- Avez-vous parlé à des soldats russes ?
Non, je ne sais pas, mais mon père le sait. Il est sorti dans la rue et les a vus, ils cherchaient de l'essence dans les voitures de notre pâté de maisons. Mon père leur a parlé et leur a demandé : « Est-ce qu'ils vont nous tuer ? » Et ils lui ont répondu : « Pas maintenant, mais si nous voulons les tuer, nous les tuerons ».
Katerina a 31 ans, les yeux bleus, les cheveux blonds. Son père a de grandes mains durcies à froid, il porte une veste bleu foncé. Ils sont au coin de la rue et regardent passer les voitures de police.

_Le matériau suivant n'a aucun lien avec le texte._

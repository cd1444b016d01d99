// Rule evaluators - the individual checks a message has to pass.
//
// Each evaluator is a pure predicate over the normalized message and the
// sender's current state. They run in a fixed order and the first one that
// fires decides the verdict. The engine owns the ordering and the state
// updates; nothing in here mutates anything.

use super::moderation_models::{BypassCapability, BypassSet, ReasonKind, UserModerationState};
use super::rule_set::RuleSet;
use chrono::{DateTime, Utc};

/// Everything an evaluator is allowed to look at for one message.
pub struct MessageContext<'a> {
    /// The message as the user typed it
    pub raw: &'a str,
    /// The message after normalization (spaces stripped if configured)
    pub normalized: &'a str,
    pub state: &'a UserModerationState,
    pub now: DateTime<Utc>,
}

/// One rule that can block a message.
#[derive(Debug, Clone, Copy, PartialEq, Eq)]
pub enum Evaluator {
    BannedTerm,
    RepeatMessage,
    RateLimit,
    ExcessiveCaps,
}

impl Evaluator {
    /// Evaluation order. First match wins.
    pub const ORDER: [Evaluator; 4] = [
        Evaluator::BannedTerm,
        Evaluator::RepeatMessage,
        Evaluator::RateLimit,
        Evaluator::ExcessiveCaps,
    ];

    /// The capability that exempts a user from this evaluator.
    pub fn bypass(&self) -> BypassCapability {
        match self {
            Evaluator::BannedTerm => BypassCapability::Swear,
            Evaluator::RepeatMessage => BypassCapability::Same,
            Evaluator::RateLimit => BypassCapability::Spam,
            Evaluator::ExcessiveCaps => BypassCapability::Caps,
        }
    }

    pub fn check(&self, message: &MessageContext<'_>, rules: &RuleSet) -> Option<ReasonKind> {
        match self {
            Evaluator::BannedTerm => find_banned_term(message.normalized, rules)
                .map(|term| ReasonKind::BannedTerm {
                    term: term.to_string(),
                }),
            Evaluator::RepeatMessage => {
                is_repeat(message.normalized, message.state).then_some(ReasonKind::RepeatMessage)
            }
            Evaluator::RateLimit => {
                is_rate_limited(message.state, message.now).then_some(ReasonKind::RateLimited)
            }
            Evaluator::ExcessiveCaps => has_excessive_caps(message.raw, message.normalized, rules)
                .then_some(ReasonKind::ExcessiveCaps),
        }
    }
}

/// Run the evaluators in order, skipping the ones the caller may bypass.
/// Returns the first reason found, or `None` if the message passes.
pub fn first_violation(
    message: &MessageContext<'_>,
    rules: &RuleSet,
    bypass: &BypassSet,
) -> Option<ReasonKind> {
    Evaluator::ORDER
        .iter()
        .filter(|evaluator| !bypass.contains(evaluator.bypass()))
        .find_map(|evaluator| evaluator.check(message, rules))
}

// ============================================================================
// INDIVIDUAL CHECKS
// ============================================================================

/// First configured term contained in the lowercased message.
pub fn find_banned_term<'r>(normalized: &str, rules: &'r RuleSet) -> Option<&'r str> {
    let lowered = normalized.to_lowercase();
    rules
        .blocked_terms()
        .iter()
        .find(|term| lowered.contains(term.as_str()))
        .map(String::as_str)
}

/// Exact, case-sensitive match against the last accepted message.
pub fn is_repeat(normalized: &str, state: &UserModerationState) -> bool {
    state.last_message_normalized.as_deref() == Some(normalized)
}

/// The throttle is active until the stored deadline has passed.
pub fn is_rate_limited(state: &UserModerationState, now: DateTime<Utc>) -> bool {
    state
        .next_eligible_time
        .is_some_and(|deadline| now < deadline)
}

/// Uppercase letters are counted over the raw message but divided by the
/// length of the normalized one. With spaces stripped the two differ; the
/// pairing is kept as-is.
pub fn has_excessive_caps(raw: &str, normalized: &str, rules: &RuleSet) -> bool {
    let length = normalized.chars().count();
    if length <= rules.minimum_length_for_caps_check() {
        return false;
    }

    let uppercase = count_uppercase(raw);
    (uppercase as f64 / length as f64) >= rules.uppercase_ratio_threshold()
}

/// Counts ASCII uppercase letters (A-Z only).
pub fn count_uppercase(text: &str) -> usize {
    text.chars().filter(char::is_ascii_uppercase).count()
}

Ils ne se parlent pas pendant un moment, ils se contentent de regarder. Katerina porte un sac blanc avec de la nourriture. Il ne la laisse pas sur le sol, même pendant la durée de cet entretien. C'est la première fois qu'il arrive à acheter des choses et il ne pense même pas à les laisser partir.
Son père et elle ont passé les trois semaines de l'occupation russe dans la ville de Bucha. Ils vivent dans un bâtiment non loin du centre et à seulement deux pâtés de maisons d'un autre bâtiment dans lequel certaines des troupes de Poutine ont été installées. « J'ai vu l'occupation à travers ma fenêtre. J'ai vu les chars, j'ai vu les canons, mais heureusement qu'ils n'ont pas été installés sur mon bloc », raconte-t-il.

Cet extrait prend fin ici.